[[ RECORD SET, beginning ]]

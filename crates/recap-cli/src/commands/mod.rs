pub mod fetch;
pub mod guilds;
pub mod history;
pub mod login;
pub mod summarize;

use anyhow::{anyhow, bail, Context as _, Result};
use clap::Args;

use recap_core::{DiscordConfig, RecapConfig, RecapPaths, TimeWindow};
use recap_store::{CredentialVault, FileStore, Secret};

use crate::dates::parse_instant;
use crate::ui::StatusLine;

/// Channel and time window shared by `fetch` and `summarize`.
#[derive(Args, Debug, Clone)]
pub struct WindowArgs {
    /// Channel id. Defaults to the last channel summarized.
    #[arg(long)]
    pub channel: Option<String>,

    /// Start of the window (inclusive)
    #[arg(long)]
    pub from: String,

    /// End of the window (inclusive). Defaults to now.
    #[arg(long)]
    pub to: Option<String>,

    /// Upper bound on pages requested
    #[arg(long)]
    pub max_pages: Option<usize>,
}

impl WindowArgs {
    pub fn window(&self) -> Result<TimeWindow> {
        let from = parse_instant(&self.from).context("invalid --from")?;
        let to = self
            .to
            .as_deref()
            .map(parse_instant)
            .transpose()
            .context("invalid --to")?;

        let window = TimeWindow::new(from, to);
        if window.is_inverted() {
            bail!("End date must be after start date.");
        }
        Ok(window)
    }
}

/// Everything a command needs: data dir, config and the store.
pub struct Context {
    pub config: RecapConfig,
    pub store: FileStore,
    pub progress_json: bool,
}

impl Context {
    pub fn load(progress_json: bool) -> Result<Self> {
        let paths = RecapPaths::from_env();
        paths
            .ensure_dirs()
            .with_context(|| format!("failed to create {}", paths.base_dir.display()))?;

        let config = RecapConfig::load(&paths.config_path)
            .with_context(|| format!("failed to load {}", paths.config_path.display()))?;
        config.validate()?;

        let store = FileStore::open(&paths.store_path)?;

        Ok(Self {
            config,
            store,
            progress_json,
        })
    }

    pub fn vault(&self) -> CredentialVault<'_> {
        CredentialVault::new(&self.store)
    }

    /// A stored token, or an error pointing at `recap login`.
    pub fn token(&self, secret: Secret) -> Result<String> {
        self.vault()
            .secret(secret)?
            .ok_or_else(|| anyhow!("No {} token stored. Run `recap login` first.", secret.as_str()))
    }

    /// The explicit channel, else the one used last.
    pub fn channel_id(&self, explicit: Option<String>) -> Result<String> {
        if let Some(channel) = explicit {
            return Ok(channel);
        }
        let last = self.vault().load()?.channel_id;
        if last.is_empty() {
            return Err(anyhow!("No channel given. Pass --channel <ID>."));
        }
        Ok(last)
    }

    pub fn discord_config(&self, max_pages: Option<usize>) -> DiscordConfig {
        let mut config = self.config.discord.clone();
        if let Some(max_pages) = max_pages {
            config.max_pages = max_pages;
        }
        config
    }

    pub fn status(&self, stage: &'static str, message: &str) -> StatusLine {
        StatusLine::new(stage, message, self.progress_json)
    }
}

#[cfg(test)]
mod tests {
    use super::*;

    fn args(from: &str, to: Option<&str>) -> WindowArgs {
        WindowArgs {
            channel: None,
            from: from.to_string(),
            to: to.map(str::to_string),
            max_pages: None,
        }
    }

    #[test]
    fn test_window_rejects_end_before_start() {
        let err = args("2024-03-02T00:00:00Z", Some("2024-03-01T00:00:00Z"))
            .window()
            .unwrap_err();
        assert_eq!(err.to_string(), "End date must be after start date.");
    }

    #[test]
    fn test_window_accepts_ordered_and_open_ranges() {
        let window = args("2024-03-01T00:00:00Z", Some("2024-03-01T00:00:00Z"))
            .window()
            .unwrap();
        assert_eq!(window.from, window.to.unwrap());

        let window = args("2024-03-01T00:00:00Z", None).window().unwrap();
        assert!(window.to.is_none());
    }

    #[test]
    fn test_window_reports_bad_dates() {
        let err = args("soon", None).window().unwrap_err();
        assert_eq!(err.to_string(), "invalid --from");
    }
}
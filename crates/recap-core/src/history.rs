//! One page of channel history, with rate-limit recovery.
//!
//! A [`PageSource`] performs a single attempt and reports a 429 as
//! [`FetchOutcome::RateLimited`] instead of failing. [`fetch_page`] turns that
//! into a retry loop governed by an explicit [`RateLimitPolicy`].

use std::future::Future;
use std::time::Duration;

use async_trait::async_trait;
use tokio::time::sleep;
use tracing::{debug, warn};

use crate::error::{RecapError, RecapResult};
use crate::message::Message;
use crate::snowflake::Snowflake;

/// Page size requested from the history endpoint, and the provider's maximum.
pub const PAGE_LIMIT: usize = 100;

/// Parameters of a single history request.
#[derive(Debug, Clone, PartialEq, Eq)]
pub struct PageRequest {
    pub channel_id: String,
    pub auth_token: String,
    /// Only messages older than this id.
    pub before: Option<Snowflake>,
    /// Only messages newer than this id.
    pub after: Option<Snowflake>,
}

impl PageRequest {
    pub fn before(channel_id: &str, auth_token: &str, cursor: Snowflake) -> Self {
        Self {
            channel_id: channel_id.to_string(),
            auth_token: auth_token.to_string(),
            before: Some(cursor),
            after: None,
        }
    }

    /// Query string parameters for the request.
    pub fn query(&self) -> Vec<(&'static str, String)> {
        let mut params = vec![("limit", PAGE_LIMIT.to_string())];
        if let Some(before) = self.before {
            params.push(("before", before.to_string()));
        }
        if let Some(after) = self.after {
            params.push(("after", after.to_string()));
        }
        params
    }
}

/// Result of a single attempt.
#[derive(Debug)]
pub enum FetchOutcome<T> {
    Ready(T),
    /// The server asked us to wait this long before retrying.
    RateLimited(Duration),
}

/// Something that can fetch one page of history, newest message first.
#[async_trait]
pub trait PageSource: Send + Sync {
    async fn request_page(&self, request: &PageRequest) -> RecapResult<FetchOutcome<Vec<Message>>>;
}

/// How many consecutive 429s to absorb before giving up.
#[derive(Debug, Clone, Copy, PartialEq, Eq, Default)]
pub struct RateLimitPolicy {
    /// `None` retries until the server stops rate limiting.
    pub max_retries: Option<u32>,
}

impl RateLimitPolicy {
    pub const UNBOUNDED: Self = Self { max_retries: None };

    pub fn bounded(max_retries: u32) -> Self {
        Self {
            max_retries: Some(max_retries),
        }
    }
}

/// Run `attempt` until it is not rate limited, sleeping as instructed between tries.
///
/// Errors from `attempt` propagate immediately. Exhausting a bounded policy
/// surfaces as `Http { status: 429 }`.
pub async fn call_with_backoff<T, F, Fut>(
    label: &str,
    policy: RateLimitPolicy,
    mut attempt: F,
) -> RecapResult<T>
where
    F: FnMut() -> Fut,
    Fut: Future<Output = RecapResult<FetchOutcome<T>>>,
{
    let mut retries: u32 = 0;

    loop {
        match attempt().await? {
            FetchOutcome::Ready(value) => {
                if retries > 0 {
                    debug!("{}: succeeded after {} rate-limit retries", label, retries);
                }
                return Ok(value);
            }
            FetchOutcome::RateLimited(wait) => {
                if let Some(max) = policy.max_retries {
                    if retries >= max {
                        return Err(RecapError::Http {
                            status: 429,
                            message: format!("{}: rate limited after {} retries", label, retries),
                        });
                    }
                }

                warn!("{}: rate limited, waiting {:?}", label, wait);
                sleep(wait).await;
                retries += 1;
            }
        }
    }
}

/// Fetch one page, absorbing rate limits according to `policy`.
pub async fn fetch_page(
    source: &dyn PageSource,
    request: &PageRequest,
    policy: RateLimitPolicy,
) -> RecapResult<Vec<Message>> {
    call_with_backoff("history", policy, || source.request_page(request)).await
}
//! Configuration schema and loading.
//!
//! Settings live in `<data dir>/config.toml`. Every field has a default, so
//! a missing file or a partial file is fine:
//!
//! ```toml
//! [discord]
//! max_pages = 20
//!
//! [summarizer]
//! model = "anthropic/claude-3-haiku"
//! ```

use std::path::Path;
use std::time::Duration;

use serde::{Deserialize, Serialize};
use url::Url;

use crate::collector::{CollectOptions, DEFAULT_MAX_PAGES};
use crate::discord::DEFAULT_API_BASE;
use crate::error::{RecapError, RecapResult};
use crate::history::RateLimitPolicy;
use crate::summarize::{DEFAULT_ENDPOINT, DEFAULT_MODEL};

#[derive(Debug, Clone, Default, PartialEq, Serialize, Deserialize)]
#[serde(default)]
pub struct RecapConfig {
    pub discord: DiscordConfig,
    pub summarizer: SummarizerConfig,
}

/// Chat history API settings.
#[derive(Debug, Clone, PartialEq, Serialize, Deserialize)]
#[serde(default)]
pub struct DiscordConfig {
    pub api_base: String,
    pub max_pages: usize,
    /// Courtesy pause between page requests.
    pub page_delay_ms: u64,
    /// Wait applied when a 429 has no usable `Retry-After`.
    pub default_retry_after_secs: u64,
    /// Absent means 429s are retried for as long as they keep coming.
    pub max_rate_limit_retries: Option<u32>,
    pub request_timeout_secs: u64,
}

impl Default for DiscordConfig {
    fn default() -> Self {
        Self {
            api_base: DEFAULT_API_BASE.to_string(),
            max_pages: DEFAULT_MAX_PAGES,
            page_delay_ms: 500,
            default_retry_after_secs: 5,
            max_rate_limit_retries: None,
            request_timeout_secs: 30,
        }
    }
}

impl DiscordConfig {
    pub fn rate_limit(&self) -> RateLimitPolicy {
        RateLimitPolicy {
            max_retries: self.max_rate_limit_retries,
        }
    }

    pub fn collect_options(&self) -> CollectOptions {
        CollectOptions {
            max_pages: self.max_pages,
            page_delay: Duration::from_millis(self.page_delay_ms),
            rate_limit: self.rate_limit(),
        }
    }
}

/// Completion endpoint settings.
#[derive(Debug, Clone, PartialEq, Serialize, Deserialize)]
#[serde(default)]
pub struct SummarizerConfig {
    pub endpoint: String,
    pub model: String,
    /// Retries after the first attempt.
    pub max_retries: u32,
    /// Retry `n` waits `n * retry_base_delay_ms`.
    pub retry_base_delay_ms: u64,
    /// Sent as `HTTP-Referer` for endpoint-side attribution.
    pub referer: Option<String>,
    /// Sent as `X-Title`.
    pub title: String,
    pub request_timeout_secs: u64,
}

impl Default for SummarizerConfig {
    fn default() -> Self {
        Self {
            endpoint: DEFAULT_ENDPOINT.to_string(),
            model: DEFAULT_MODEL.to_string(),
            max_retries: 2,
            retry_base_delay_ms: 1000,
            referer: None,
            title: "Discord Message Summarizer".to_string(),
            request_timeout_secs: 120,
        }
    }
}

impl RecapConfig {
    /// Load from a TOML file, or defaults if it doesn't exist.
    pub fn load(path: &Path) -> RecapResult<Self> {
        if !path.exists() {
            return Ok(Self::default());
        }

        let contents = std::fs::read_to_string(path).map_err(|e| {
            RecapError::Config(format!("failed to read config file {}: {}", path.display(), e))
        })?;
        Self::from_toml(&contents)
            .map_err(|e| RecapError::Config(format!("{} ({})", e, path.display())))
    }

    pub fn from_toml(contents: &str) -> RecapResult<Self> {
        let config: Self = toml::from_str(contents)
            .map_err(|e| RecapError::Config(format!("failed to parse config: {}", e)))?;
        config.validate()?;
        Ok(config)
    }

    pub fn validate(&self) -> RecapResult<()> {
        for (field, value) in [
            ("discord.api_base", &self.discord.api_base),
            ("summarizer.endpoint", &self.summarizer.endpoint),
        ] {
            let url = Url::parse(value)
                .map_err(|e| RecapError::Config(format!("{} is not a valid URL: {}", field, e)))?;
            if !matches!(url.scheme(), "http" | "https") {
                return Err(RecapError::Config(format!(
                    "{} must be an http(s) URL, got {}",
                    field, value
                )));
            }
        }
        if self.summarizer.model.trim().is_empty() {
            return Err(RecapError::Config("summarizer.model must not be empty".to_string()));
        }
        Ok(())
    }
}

[[ RECORD SET, end ]]
[[ RECORD SET, beginning ]]

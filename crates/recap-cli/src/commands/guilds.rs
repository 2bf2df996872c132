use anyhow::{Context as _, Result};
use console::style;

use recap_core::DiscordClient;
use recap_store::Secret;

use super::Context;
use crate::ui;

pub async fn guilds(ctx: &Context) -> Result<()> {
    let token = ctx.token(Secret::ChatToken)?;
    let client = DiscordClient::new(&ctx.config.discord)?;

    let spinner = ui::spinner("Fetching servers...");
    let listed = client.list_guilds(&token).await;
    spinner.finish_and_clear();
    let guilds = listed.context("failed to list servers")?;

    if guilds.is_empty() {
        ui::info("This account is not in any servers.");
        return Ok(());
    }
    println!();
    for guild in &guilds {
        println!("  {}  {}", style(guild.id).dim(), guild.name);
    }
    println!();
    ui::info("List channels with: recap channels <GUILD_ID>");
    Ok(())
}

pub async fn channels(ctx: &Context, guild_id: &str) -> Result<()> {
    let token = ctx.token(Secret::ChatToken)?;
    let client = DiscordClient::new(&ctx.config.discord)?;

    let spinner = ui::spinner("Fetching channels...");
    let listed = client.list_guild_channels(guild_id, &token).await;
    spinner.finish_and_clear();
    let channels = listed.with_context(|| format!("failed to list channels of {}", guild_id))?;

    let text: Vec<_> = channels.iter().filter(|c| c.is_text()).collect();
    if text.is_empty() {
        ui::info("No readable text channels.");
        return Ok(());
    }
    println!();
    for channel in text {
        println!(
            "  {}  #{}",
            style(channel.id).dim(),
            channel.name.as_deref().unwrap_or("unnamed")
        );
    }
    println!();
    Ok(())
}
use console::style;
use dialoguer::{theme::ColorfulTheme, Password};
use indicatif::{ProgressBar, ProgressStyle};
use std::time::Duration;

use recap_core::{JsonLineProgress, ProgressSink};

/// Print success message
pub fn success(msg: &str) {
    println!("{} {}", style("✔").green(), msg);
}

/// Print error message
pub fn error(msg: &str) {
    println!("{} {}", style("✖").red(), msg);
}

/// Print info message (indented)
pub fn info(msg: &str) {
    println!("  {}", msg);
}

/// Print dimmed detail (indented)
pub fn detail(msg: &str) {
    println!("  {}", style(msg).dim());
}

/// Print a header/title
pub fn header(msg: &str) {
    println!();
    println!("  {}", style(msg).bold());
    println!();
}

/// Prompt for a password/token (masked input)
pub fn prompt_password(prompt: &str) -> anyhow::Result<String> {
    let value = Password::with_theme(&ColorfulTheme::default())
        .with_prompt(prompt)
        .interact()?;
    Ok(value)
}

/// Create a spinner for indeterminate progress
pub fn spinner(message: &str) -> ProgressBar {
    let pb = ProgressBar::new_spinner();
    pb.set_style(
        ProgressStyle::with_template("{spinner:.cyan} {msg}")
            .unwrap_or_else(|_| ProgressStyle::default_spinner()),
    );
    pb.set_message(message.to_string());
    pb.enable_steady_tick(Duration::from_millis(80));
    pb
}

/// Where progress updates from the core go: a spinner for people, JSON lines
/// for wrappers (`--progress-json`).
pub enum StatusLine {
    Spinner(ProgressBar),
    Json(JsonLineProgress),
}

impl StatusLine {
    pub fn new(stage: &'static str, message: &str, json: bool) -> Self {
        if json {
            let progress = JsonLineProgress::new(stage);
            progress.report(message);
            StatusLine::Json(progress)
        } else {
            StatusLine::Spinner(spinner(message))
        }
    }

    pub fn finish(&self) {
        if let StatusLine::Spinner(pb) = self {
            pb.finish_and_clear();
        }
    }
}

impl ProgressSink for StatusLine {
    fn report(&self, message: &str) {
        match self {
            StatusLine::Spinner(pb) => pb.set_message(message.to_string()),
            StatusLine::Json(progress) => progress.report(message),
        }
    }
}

[[ RECORD SET, end ]]
[[ RECORD SET, beginning ]]

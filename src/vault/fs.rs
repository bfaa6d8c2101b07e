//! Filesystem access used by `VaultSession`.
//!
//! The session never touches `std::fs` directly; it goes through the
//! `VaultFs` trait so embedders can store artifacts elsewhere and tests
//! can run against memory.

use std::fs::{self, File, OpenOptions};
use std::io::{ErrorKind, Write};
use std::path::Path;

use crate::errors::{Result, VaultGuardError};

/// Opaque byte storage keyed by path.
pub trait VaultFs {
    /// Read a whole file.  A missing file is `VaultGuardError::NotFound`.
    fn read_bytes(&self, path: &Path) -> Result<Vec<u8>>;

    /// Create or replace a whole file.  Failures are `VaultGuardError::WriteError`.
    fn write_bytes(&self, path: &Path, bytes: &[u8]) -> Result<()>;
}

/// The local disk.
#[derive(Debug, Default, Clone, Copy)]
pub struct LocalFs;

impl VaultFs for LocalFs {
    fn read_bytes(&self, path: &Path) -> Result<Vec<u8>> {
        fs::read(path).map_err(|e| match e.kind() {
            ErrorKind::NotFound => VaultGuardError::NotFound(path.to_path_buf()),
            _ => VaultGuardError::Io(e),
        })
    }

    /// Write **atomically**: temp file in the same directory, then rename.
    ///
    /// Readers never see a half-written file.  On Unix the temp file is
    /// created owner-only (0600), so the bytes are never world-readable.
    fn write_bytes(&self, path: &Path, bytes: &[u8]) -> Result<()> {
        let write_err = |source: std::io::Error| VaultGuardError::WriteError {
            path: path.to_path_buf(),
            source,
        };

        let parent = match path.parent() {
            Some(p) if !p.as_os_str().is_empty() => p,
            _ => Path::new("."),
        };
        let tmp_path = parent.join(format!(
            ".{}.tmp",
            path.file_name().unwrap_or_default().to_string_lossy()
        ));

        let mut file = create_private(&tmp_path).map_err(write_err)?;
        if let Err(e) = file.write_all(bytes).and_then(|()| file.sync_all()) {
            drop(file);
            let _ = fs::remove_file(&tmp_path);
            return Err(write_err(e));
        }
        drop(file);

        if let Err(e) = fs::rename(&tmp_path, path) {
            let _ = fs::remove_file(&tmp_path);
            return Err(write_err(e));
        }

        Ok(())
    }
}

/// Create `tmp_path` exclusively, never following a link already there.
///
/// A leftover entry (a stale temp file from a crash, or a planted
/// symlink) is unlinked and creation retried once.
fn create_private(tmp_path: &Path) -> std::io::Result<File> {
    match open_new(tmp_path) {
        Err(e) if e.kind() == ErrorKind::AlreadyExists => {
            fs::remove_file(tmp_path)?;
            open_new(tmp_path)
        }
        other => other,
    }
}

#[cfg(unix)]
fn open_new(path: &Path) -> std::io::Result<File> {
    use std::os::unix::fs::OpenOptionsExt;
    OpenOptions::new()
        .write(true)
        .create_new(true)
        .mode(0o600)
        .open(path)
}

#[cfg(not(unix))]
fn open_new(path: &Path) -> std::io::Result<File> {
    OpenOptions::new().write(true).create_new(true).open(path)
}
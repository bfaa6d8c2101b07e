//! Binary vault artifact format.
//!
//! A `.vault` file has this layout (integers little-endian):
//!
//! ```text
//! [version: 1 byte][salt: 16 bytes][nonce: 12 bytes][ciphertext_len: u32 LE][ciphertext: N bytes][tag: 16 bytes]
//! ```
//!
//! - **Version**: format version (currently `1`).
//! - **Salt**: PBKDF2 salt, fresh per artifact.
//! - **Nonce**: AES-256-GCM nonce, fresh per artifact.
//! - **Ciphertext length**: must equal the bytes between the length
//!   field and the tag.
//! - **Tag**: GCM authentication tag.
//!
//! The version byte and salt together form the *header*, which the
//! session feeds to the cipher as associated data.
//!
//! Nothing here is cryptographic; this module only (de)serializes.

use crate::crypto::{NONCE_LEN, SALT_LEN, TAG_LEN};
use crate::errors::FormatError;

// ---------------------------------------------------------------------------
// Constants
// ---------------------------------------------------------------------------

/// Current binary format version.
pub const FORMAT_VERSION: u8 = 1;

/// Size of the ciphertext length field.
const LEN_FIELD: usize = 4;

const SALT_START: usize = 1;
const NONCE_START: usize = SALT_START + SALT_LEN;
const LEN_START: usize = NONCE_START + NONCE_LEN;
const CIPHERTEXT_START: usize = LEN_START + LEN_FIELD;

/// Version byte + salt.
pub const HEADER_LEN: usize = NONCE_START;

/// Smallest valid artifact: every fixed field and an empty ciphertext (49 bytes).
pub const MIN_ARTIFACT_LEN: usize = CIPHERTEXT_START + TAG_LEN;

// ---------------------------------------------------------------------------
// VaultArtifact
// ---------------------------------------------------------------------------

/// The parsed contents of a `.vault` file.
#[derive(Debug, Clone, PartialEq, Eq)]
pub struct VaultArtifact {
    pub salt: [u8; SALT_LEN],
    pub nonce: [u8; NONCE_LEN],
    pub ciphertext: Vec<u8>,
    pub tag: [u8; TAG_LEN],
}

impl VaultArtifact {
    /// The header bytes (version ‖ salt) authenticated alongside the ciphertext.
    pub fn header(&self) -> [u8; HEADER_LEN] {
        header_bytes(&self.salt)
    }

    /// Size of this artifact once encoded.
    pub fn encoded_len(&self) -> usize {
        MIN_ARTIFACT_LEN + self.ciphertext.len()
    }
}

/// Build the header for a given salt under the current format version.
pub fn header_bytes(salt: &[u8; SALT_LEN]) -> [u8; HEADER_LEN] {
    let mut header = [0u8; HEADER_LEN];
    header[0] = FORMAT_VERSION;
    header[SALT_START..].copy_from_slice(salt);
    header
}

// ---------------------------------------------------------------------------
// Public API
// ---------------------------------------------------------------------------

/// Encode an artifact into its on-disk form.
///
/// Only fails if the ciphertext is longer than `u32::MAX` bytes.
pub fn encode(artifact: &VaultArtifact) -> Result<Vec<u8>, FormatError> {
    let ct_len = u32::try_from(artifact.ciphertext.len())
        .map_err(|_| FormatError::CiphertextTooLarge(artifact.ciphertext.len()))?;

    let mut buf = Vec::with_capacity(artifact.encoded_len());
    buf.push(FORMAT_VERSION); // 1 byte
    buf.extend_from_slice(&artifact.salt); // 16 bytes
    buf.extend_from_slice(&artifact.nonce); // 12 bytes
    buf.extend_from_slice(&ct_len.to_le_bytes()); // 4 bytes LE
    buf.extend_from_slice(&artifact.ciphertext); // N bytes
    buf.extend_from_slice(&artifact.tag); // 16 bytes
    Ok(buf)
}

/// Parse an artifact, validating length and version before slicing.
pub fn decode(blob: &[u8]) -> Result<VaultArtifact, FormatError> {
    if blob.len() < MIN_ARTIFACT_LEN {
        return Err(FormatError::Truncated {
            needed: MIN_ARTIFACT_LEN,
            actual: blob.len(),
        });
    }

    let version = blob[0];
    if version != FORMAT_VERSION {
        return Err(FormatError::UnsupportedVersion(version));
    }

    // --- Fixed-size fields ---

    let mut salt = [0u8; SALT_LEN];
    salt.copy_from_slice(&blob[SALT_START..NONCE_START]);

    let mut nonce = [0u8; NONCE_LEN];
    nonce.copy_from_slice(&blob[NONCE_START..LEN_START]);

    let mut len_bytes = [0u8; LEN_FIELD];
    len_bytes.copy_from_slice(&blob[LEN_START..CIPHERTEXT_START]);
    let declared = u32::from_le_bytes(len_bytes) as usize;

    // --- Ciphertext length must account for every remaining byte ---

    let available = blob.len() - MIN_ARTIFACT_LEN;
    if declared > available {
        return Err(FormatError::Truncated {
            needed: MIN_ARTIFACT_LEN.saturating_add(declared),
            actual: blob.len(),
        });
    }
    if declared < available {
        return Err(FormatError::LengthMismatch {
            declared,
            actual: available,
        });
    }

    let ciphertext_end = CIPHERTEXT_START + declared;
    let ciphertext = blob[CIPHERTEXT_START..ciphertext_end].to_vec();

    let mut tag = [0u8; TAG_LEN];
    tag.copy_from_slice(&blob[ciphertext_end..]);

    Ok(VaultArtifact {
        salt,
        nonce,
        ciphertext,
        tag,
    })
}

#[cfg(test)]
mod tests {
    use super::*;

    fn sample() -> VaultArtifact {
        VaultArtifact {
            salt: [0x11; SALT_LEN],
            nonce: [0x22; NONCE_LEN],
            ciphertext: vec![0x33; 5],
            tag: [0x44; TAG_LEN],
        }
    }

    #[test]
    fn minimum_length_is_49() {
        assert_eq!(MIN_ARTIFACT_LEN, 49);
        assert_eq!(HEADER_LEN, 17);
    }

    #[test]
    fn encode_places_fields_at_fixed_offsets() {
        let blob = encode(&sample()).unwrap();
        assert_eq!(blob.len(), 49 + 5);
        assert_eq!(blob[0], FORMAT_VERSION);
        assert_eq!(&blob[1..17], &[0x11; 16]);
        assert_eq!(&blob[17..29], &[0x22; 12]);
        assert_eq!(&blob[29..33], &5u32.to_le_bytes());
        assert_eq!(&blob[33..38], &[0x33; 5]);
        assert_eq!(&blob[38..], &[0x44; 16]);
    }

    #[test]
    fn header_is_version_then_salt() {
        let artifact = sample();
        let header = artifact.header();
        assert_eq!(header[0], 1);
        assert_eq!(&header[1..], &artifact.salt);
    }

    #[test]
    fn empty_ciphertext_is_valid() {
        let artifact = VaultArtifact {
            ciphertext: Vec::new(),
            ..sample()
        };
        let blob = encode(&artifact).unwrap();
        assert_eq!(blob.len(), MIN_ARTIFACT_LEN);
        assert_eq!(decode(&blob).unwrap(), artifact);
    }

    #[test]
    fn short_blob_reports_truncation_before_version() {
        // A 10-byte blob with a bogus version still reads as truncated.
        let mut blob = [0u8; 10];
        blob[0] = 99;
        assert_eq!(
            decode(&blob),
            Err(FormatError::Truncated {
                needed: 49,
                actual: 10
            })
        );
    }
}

[[ RECORD SET, end ]]

ACTIVITY:
Of all the entries above, repeat only the lines from the line that has "#[derive(Debug)]" to the line that has "before giving up.", both lines included, exactly.

TASK ANSWER:
#[derive(Debug)]
pub enum FetchOutcome<T> {
    Ready(T),
    /// The server asked us to wait this long before retrying.
    RateLimited(Duration),
}

/// Something that can fetch one page of history, newest message first.
#[async_trait]
pub trait PageSource: Send + Sync {
    async fn request_page(&self, request: &PageRequest) -> RecapResult<FetchOutcome<Vec<Message>>>;
}

/// How many consecutive 429s to absorb before giving up.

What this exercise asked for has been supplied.